Nik Nikic met them on the roadside. The pain, he said, was “fake.” It was an illusion meant to steal the dream of finishing. “God sent angels to take care of my son,” Grieb remembers Nik saying. “And I’m going to let the angels take care of him.” “See you at the finish line,” Chris Nikic answered. As he started again, Grieb counted the orange cones that lined the course. Run for 10 cones, walk for two. Repeat.

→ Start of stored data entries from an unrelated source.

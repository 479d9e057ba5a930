// This Source Code Form is subject to the terms of the Mozilla Public
// License, v. 2.0. If a copy of the MPL was not distributed with this
// file, You can obtain one at https://mozilla.org/MPL/2.0/.

// Copyright 2025 The OpenState Authors

//! The control side of a state table: configuration, the command
//! channel, and dumps.

mod common;

use common::*;
use openstate::print::print_state_table_into;

const TABLE_TOML: &str = r#"
name = "fw-conntrack"
shards = 8
read_fields = ["ipv4_src", "ipv4_dst", "tcp_src", "tcp_dst"]
write_fields = ["ipv4_dst", "ipv4_src", "tcp_dst", "tcp_src"]
"#;

// A controller pushes commands as encoded bytes; decode and apply
// them like the datapath end of the channel.
fn send(st: &StateTable, cmd: StateModCmd) -> Result<(), OpenStateError> {
    let bytes = cmd.encode()?;
    st.apply(&StateModCmd::decode(&bytes)?)
}

#[test]
fn table_from_toml() {
    let cfg: StateTableCfg = toml::from_str(TABLE_TOML).unwrap();
    let st = StateTable::from_cfg(&cfg, ectx()).unwrap();

    assert_eq!(st.name(), "fw-conntrack");
    assert_eq!(st.read_extractor().max_key_len(), 12);
    assert_eq!(
        st.write_extractor().fields(),
        &[OXM_OF_IPV4_DST, OXM_OF_IPV4_SRC, OXM_OF_TCP_DST, OXM_OF_TCP_SRC]
    );

    // The reply of a connection updates the state its request reads.
    let req = tcp_pkt(GUEST_IP, 44000, 443);
    let mut reply = PacketMatch::new();
    reply.set_u32(OXM_OF_IPV4_SRC, SERVER_IP).unwrap();
    reply.set_u32(OXM_OF_IPV4_DST, GUEST_IP).unwrap();
    reply.set_u16(OXM_OF_TCP_SRC, 443).unwrap();
    reply.set_u16(OXM_OF_TCP_DST, 44000).unwrap();

    st.set_state(&reply as &dyn MatchFields, 7, 0, 0);
    assert_eq!(st.lookup(&req).state(), 7);
}

#[test]
fn toml_defaults() {
    let cfg: StateTableCfg = toml::from_str("").unwrap();
    assert_eq!(cfg, StateTableCfg::default());

    let st = StateTable::from_cfg(&cfg, ectx()).unwrap();
    assert!(st.read_extractor().fields().is_empty());

    let cfg: StateTableCfg =
        toml::from_str(r#"read_fields = ["ipv4_source"]"#).unwrap();
    assert!(matches!(
        StateTable::from_cfg(&cfg, ectx()),
        Err(OpenStateError::InvalidCfg(_))
    ));
}

#[test]
fn command_channel() {
    let log = Arc::new(RecordLog::default());
    let ectx = Arc::new(ExecCtx { log: Box::new(log.clone()) });
    let clock = Arc::new(ManualClock::new());
    let st = StateTable::new("cmds", ectx).with_clock(clock.clone());

    send(
        &st,
        StateModCmd::SetExtractor(SetExtractorReq {
            side: ExtractorSide::Read,
            fields: vec![OXM_OF_IPV4_SRC],
        }),
    )
    .unwrap();

    let mut key = vec![0u8; MAX_STATE_KEY_LEN];
    key[..4].copy_from_slice(&GUEST_IP.to_be_bytes());
    for (state, timeout_us, to_state) in [(1, 0, 0), (2, 100, 3)] {
        send(
            &st,
            StateModCmd::SetFlowState(SetFlowStateReq {
                key: key.clone(),
                state,
                timeout_us,
                to_state,
            }),
        )
        .unwrap();
    }

    let mut pkt = tcp_pkt(GUEST_IP, 1000, 80);
    assert_eq!(process(&st, &mut pkt), 2);

    // Too many fields is refused and the old extractor stays.
    let err = send(
        &st,
        StateModCmd::SetExtractor(SetExtractorReq {
            side: ExtractorSide::Read,
            fields: vec![OXM_OF_IP_PROTO; MAX_EXTRACTION_FIELD_COUNT + 1],
        }),
    )
    .unwrap_err();
    assert_eq!(
        err,
        OpenStateError::TooManyFields {
            count: MAX_EXTRACTION_FIELD_COUNT + 1,
            max: MAX_EXTRACTION_FIELD_COUNT,
        }
    );
    assert_ne!(err.to_errno(), 0);
    assert_eq!(st.read_extractor().fields(), &[OXM_OF_IPV4_SRC]);

    let levels: Vec<LogLevel> = log.take().into_iter().map(|m| m.0).collect();
    assert_eq!(levels, vec![LogLevel::Note, LogLevel::Warn]);

    send(&st, StateModCmd::DelFlowState(DelFlowStateReq { key })).unwrap();
    assert!(st.lookup(&pkt).is_default());
}

#[test]
fn dump_as_json_and_text() {
    let clock = Arc::new(ManualClock::new());
    let cfg: StateTableCfg = toml::from_str(TABLE_TOML).unwrap();
    let st =
        StateTable::from_cfg(&cfg, ectx()).unwrap().with_clock(clock.clone());

    let a = tcp_pkt(GUEST_IP, 44000, 443);
    let b = tcp_pkt(GUEST_IP, 44001, 443);
    let ka = st.read_extractor().extract(&a);
    let kb = st.read_extractor().extract(&b);
    st.set_state(ka, 1, 0, 0);
    st.set_state(kb, 1, 0, 0);
    st.set_state(kb, 2, 3_000, 4);
    clock.advance(Duration::from_micros(1_000));

    let dump = st.dump();
    let json = serde_json::to_string(&dump).unwrap();
    let back: DumpStateTableResp = serde_json::from_str(&json).unwrap();
    assert_eq!(back, dump);
    assert_eq!(back.entries[1].pending.as_ref().unwrap().remaining_us, 2_000);

    let mut out = Vec::new();
    print_state_table_into(&mut out, &dump).unwrap();
    let out = String::from_utf8(out).unwrap();

    assert!(out.contains("State Table fw-conntrack"));
    assert!(out.contains("ipv4_src,ipv4_dst,tcp_src,tcp_dst"));
    assert!(out.contains("Flows: 2"));
    let row = out
        .lines()
        .find(|l| l.starts_with(&kb.to_string()))
        .unwrap()
        .split_whitespace()
        .collect::<Vec<_>>();
    assert_eq!(row, vec![kb.to_string().as_str(), "2", "4", "2000"]);
}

At 16 hours, 46 minutes and 9 seconds — barely 14 minutes inside the 17-hour cutoff time for the race — Nikic ran across the finish line, his arms raised in triumph, spectators watching a livestream feed from around the world. “Chris Nikic, YOU are an Ironman!” an announcer shouted.
He would shower, drink a beer, chow down at a Waffle House and go dancing at a nightclub with fellow finishers. He would love every minute of it.
And a few weeks ago, the Ironman organization issued a special invitation for him to do it all again — this time on the sacred triathlon grounds of Kona, Hawaii — at the Oct. 9 Ironman World Championships. The course will likely be windier, certainly hillier, perhaps hotter. It will mean training longer and harder.
Chris Nikic jumped for joy when he heard. His dad cried.
“When we go back and look at how we reacted to the news that we got when Chris was born — we were devastated,” Nik Nikic says. “We know other parents feel the same way. So what Chris is doing is liberating millions of parents out there, right from Day 1, giving them hope that their children can do amazing things.”
He pauses. No, it goes beyond that, he says finally. “I think God uniquely picked Chris to help people look inside themselves,” he says, “and realize they can do more, too.”